**Task directions:** Return the following from the records below: each line, word for word, starting with the line that contains "pop animation ticks" and going on through the line that contains "self.pop_ticks = ticks;", with nothing outside that range.

**Supplied data:**
------------------------

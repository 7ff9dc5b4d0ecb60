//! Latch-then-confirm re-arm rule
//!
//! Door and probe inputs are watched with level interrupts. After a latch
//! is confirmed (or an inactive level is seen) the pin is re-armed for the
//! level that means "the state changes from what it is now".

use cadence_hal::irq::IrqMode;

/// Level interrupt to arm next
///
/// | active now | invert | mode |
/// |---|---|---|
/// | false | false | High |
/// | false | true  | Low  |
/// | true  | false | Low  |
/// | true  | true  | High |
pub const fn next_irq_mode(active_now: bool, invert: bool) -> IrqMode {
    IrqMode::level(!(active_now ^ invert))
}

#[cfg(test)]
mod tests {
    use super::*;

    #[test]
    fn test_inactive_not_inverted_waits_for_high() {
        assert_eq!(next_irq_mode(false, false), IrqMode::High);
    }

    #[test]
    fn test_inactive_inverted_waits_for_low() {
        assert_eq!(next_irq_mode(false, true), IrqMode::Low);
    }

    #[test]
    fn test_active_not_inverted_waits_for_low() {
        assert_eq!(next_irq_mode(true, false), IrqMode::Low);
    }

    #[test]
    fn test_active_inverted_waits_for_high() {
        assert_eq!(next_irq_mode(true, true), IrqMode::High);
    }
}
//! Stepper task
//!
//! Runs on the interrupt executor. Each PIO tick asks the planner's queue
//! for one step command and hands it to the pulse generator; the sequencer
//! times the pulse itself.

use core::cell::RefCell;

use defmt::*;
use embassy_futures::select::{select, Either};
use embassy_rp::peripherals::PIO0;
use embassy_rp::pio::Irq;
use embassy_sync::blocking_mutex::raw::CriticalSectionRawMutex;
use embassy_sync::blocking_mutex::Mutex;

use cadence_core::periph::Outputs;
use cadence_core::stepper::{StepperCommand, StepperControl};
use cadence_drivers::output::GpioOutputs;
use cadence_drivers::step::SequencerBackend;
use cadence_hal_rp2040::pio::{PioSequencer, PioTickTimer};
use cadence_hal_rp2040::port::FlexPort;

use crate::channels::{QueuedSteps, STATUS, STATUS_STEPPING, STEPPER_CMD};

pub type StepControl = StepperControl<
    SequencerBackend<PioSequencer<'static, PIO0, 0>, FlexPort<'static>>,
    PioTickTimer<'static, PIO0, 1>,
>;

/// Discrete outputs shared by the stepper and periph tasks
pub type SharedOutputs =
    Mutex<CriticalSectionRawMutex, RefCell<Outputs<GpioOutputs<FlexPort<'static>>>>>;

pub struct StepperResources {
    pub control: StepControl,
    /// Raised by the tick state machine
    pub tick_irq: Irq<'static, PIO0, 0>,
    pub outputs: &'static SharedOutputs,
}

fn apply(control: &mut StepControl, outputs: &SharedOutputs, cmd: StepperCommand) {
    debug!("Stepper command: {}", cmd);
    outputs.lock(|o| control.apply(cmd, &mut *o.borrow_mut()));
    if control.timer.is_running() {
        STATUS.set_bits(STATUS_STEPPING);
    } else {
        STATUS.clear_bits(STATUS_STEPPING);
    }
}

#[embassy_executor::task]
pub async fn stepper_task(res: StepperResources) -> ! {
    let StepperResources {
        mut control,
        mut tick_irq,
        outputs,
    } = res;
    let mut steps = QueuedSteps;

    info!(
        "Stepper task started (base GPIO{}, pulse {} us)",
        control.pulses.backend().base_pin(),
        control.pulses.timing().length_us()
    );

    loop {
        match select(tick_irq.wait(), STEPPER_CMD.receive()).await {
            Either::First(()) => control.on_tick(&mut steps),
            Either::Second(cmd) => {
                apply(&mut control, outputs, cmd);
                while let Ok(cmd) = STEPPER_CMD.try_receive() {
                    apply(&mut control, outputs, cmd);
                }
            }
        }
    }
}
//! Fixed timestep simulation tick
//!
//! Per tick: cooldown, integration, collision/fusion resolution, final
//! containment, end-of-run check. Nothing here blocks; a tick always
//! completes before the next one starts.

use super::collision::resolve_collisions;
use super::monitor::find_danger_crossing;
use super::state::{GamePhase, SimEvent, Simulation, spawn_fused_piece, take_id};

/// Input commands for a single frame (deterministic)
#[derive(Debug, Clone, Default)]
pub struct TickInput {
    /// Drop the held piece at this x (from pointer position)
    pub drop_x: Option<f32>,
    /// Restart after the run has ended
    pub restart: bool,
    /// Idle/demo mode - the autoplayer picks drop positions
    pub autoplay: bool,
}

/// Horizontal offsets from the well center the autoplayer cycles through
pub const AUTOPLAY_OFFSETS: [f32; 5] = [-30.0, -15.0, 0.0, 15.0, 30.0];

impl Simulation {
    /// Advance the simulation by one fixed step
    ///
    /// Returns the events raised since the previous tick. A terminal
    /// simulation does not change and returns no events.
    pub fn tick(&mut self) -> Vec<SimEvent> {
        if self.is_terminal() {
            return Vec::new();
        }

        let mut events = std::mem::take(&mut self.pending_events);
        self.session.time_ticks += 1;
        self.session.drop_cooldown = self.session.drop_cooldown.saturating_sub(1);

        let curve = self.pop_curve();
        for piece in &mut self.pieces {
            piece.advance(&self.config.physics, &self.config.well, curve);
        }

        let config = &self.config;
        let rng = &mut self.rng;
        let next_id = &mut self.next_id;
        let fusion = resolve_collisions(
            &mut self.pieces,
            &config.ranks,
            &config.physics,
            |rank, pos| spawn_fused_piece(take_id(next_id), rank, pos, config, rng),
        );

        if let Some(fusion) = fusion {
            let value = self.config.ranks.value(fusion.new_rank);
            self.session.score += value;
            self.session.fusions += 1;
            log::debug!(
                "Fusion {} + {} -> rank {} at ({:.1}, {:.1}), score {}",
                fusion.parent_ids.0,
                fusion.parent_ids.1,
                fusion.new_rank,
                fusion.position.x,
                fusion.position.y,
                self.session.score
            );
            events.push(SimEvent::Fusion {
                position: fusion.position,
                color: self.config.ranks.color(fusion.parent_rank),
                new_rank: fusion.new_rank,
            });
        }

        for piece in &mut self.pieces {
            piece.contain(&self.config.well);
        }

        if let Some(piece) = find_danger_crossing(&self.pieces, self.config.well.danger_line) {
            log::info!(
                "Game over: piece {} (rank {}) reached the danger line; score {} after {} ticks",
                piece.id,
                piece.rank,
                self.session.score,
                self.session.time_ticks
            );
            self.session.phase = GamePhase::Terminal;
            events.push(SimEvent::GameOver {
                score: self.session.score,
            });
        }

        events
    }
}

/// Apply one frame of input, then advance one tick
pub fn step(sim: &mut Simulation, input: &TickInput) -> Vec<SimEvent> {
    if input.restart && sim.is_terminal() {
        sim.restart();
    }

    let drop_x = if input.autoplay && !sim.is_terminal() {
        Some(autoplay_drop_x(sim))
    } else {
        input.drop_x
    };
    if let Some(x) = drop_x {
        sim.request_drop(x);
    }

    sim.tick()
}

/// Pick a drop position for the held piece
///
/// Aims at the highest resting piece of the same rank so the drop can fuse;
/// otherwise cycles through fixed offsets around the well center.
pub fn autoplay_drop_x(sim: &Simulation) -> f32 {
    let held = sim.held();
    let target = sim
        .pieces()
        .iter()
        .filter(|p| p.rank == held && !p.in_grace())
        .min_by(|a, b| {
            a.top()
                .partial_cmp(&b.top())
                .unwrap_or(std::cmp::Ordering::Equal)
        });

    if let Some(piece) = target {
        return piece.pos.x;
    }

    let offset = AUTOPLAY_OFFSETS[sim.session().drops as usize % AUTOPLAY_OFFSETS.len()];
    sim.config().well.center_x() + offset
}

------------------------

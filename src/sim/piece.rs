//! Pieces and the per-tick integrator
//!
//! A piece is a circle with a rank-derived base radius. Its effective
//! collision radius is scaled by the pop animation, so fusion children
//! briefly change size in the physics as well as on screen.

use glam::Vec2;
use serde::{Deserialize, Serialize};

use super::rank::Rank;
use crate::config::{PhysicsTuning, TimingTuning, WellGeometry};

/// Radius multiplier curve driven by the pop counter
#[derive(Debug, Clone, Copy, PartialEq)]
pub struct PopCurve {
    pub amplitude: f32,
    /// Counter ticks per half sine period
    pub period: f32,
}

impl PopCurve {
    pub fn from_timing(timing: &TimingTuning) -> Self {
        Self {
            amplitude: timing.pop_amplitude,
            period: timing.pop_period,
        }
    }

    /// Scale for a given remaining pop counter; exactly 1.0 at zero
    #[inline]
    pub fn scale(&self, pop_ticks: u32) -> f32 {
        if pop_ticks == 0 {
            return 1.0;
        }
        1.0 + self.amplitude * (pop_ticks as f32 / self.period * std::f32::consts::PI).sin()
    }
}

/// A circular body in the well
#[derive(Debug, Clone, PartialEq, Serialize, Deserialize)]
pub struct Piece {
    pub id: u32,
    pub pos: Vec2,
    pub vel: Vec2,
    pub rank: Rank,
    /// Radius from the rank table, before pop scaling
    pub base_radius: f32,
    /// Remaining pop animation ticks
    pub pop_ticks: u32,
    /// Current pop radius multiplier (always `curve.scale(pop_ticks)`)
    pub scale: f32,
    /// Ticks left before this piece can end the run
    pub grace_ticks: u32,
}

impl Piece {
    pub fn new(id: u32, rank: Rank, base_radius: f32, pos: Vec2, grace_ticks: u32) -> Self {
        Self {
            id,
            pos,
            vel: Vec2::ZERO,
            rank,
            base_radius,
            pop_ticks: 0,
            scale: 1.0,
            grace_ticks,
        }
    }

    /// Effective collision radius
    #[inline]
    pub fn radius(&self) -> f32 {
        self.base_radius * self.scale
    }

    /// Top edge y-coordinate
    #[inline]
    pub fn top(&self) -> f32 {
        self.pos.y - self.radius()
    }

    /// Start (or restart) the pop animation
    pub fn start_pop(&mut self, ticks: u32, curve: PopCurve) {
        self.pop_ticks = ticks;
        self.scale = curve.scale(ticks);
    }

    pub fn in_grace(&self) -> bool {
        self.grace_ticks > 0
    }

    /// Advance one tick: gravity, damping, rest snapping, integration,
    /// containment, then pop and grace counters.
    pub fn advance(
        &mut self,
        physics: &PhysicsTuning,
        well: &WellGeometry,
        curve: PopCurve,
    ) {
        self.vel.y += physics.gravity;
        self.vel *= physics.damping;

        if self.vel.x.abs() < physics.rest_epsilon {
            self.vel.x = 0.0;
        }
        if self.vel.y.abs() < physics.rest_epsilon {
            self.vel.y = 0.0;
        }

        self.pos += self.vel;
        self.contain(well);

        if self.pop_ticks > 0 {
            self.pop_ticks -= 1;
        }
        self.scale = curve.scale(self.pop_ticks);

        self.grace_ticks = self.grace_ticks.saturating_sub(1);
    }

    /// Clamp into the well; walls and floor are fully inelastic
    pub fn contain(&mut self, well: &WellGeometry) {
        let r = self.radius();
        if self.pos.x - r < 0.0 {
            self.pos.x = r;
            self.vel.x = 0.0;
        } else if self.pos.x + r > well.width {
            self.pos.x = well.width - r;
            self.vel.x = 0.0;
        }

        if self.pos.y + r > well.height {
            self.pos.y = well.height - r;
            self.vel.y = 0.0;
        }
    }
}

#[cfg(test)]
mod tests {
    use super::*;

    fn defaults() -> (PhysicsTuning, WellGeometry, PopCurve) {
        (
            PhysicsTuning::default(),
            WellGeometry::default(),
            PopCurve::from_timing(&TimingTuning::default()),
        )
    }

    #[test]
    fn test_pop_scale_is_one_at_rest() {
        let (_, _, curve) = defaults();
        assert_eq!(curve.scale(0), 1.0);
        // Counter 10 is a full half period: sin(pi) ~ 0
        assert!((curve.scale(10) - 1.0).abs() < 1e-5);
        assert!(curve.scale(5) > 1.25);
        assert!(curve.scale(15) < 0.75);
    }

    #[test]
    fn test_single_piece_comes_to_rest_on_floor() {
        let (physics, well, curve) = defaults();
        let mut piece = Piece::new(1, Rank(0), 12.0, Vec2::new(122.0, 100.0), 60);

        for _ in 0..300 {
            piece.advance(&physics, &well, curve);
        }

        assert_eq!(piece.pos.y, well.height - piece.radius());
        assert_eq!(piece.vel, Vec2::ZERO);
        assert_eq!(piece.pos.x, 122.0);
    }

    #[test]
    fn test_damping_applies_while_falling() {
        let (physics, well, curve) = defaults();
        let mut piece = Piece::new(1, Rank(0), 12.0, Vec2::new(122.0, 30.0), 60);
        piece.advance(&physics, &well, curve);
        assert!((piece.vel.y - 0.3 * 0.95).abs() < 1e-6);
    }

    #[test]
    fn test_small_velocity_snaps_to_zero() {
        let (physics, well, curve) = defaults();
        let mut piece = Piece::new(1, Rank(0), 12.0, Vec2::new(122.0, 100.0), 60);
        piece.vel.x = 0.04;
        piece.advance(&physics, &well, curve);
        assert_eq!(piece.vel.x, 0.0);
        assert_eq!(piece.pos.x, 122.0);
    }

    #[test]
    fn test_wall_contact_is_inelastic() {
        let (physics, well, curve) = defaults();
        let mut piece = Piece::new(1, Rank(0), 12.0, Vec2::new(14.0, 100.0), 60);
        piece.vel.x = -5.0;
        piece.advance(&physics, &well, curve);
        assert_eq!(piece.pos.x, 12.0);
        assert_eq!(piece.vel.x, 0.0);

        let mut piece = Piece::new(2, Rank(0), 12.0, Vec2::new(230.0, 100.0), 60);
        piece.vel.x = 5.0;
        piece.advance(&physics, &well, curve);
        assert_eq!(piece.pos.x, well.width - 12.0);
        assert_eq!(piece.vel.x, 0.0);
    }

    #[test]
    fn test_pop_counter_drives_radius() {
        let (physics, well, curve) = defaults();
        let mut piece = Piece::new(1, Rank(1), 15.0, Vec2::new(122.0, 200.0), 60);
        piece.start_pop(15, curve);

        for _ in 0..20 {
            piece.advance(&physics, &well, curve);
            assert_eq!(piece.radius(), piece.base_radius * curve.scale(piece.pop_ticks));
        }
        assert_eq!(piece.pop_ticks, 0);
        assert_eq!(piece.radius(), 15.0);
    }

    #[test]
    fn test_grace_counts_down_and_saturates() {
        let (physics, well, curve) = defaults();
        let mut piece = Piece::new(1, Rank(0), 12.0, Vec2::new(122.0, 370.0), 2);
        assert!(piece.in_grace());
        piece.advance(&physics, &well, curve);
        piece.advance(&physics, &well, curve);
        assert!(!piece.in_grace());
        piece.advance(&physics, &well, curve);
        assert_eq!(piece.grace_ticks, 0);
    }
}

------------------------

**Your response:**
    /// Remaining pop animation ticks
    pub pop_ticks: u32,
    /// Current pop radius multiplier (always `curve.scale(pop_ticks)`)
    pub scale: f32,
    /// Ticks left before this piece can end the run
    pub grace_ticks: u32,
}

impl Piece {
    pub fn new(id: u32, rank: Rank, base_radius: f32, pos: Vec2, grace_ticks: u32) -> Self {
        Self {
            id,
            pos,
            vel: Vec2::ZERO,
            rank,
            base_radius,
            pop_ticks: 0,
            scale: 1.0,
            grace_ticks,
        }
    }

    /// Effective collision radius
    #[inline]
    pub fn radius(&self) -> f32 {
        self.base_radius * self.scale
    }

    /// Top edge y-coordinate
    #[inline]
    pub fn top(&self) -> f32 {
        self.pos.y - self.radius()
    }

    /// Start (or restart) the pop animation
    pub fn start_pop(&mut self, ticks: u32, curve: PopCurve) {
        self.pop_ticks = ticks;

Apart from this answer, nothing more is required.